Last call for Sam, Diane, Norm and the crew –
There wasn't a wet eye in the house. Taping the final episode of "Cheers" on a Paramount sound stage last month, the cast and crew seemed almost determinedly detached. Between takes Woody Harrelson (Woody) lay flat on his back on the bar, Ted Danson (Sam) retreated to a corner to do stretching exercises and Kelsey Grammer (Frasier) vanished inside his dressing room. Shelley Long (Diane), returning to the show after a six-season absence, found something other than welcoming embraces: the boys at the bar hung spoons from their noses to make her flub her lines. Rhea Perlman (Carla) wasn't any nicer to two VIPs playing extras. Slouching by the stools occupied by NBC Entertainment president Warren Littlefield and former NBC chairman Grant Tinker, Perlman suddenly jerked upright. "I don't know which of you stiffs groped me," she snarled. "But the next time it happens, you're all out of here!"

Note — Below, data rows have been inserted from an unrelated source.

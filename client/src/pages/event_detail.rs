//! Public event detail at `/events/:id`.

use leptos::prelude::*;
use leptos_router::hooks::use_params_map;

use crate::actions;
use crate::components::registration_modal::RegistrationModal;
use crate::net::types::Event;
use crate::state::events::EventsState;
use crate::state::list::FetchStatus;
use crate::util::dates;

#[component]
pub fn EventDetailPage() -> impl IntoView {
    let events = expect_context::<RwSignal<EventsState>>();
    let params = use_params_map();
    let registering = RwSignal::new(false);

    Effect::new(move || {
        let id = params.with(|p| p.get("id").unwrap_or_default());
        if !id.is_empty() {
            actions::events::load_event(events, id);
        }
    });

    let on_close = Callback::new(move |()| registering.set(false));

    view! {
        <main class="event-detail">
            <a class="event-detail__back" href="/">
                "← All events"
            </a>
            {move || match events.with(|s| s.detail.status) {
                FetchStatus::Idle | FetchStatus::Loading => view! { <p>"Loading..."</p> }.into_any(),
                FetchStatus::Failed => {
                    view! {
                        <p class="event-detail__error">
                            {events.with(|s| s.detail.error.clone().unwrap_or_default())}
                        </p>
                    }
                        .into_any()
                }
                FetchStatus::Succeeded => match events.with(|s| s.detail.item.clone()) {
                    Some(event) => view! { <EventSummary event=event registering=registering /> }.into_any(),
                    None => view! { <p>"Event not found"</p> }.into_any(),
                },
            }}
            {move || {
                if !registering.get() {
                    return None;
                }
                events
                    .with(|s| s.detail.item.clone())
                    .map(|event| view! { <RegistrationModal event=event on_close=on_close /> })
            }}
        </main>
    }
}

#[component]
fn EventSummary(event: Event, registering: RwSignal<bool>) -> impl IntoView {
    let open = event.has_open_seats();
    view! {
        <article class="event-detail__card">
            <h1>{event.event_name.clone()}</h1>
            <p class="event-detail__meta">
                <span>{dates::display_date(&event.event_date)}</span>
                <span>{event.event_location.clone()}</span>
            </p>
            <p class="event-detail__description">{event.event_description.clone()}</p>
            <dl class="event-detail__facts">
                <dt>"Capacity"</dt>
                <dd>{event.event_capacity}</dd>
                <dt>"Available"</dt>
                <dd>{event.available_capacity}</dd>
                <dt>"Seats"</dt>
                <dd>{format!("{}{} onward", event.prefix_seat_number, event.begin_seat_number)}</dd>
            </dl>
            <p class="event-detail__spots">{event.spots_label()}</p>
            <button class="btn btn--primary" disabled=!open on:click=move |_| registering.set(true)>
                {if open { "Register" } else { "Event Full" }}
            </button>
        </article>
    }
}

Indeed they are — and perfectly in character. From its very first round in 1982 to its May 20 finale (expected to draw 100 million onlookers), "Cheers" has remained TV's most unsentimental comedy, as disdainful of schmaltz as it was resistant to preachiness…. Respect must be paid.

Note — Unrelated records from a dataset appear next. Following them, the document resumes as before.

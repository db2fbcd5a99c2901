//! Server configuration parsed from environment variables.
//!
//! `.env` is loaded by `main` before this runs, so values may come from
//! either the process environment or the file.

#[cfg(test)]
#[path = "config_test.rs"]
mod config_test;

use std::time::Duration;

pub const DEFAULT_PORT: u16 = 3000;
pub const DEFAULT_API_URL: &str = "http://localhost:3001";
pub const DEFAULT_GUARD_TIMEOUT_SECS: u64 = 10;

#[derive(Debug, thiserror::Error, PartialEq, Eq)]
pub enum ConfigError {
    #[error("invalid {var}: {value:?}")]
    Invalid { var: &'static str, value: String },
    #[error("leptos configuration: {0}")]
    Leptos(String),
}

#[derive(Debug, Clone, PartialEq, Eq)]
pub struct ServerConfig {
    pub port: u16,
    /// Backend REST base URL, without a trailing `/`.
    pub api_url: String,
    pub guard_timeout: Duration,
    /// Mark cookies the server clears as `Secure`.
    pub cookie_secure: bool,
}

impl ServerConfig {
    /// Build typed config from the process environment.
    ///
    /// Optional:
    /// - `PORT`: default 3000
    /// - `API_URL`: default `http://localhost:3001`
    /// - `GUARD_TIMEOUT_SECS`: default 10
    /// - `COOKIE_SECURE`: default false
    ///
    /// # Errors
    ///
    /// Returns [`ConfigError::Invalid`] when a variable is set but unparseable.
    pub fn from_env() -> Result<Self, ConfigError> {
        Self::from_lookup(|key| std::env::var(key).ok())
    }

    /// Same as [`Self::from_env`] with an injectable variable source.
    ///
    /// # Errors
    ///
    /// Returns [`ConfigError::Invalid`] when a variable is set but unparseable.
    pub fn from_lookup<F>(lookup: F) -> Result<Self, ConfigError>
    where
        F: Fn(&str) -> Option<String>,
    {
        let port = match lookup("PORT") {
            Some(raw) => raw.trim().parse::<u16>().map_err(|_| invalid("PORT", raw))?,
            None => DEFAULT_PORT,
        };

        let api_url = lookup("API_URL").unwrap_or_else(|| DEFAULT_API_URL.to_owned());
        let api_url = api_url.trim().trim_end_matches('/').to_owned();
        let is_http = reqwest::Url::parse(&api_url).is_ok_and(|url| matches!(url.scheme(), "http" | "https"));
        if !is_http {
            return Err(invalid("API_URL", api_url));
        }

        let guard_timeout = match lookup("GUARD_TIMEOUT_SECS") {
            Some(raw) => raw
                .trim()
                .parse::<u64>()
                .ok()
                .filter(|secs| *secs > 0)
                .map(Duration::from_secs)
                .ok_or_else(|| invalid("GUARD_TIMEOUT_SECS", raw))?,
            None => Duration::from_secs(DEFAULT_GUARD_TIMEOUT_SECS),
        };

        let cookie_secure = match lookup("COOKIE_SECURE") {
            Some(raw) => parse_bool(&raw).ok_or_else(|| invalid("COOKIE_SECURE", raw))?,
            None => false,
        };

        Ok(Self { port, api_url, guard_timeout, cookie_secure })
    }

    /// `{API_URL}/auth/profile`.
    #[must_use]
    pub fn profile_url(&self) -> String {
        format!("{}/auth/profile", self.api_url)
    }
}

fn invalid(var: &'static str, value: String) -> ConfigError {
    ConfigError::Invalid { var, value }
}

pub(crate) fn parse_bool(raw: &str) -> Option<bool> {
    match raw.trim().to_ascii_lowercase().as_str() {
        "1" | "true" | "yes" | "on" => Some(true),
        "0" | "false" | "no" | "off" => Some(false),
        _ => None,
    }
}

"Cheers" was the first sitcom to make sexual tension its central premise (thus making Bruce Willis possible). Just as we wearied of Sam and Diane's on-and-off hotsies, in strode Rebecca (Kirstie Alley). Though Rebecca eventually succumbed to Sam, it was on equal terms: she two-timed him as blithely as he cheated on her…. More than any other sitcom, "Cheers" confronted the side effects of sexual attraction: humiliation, despair, self-loathing and stuck pants' zippers.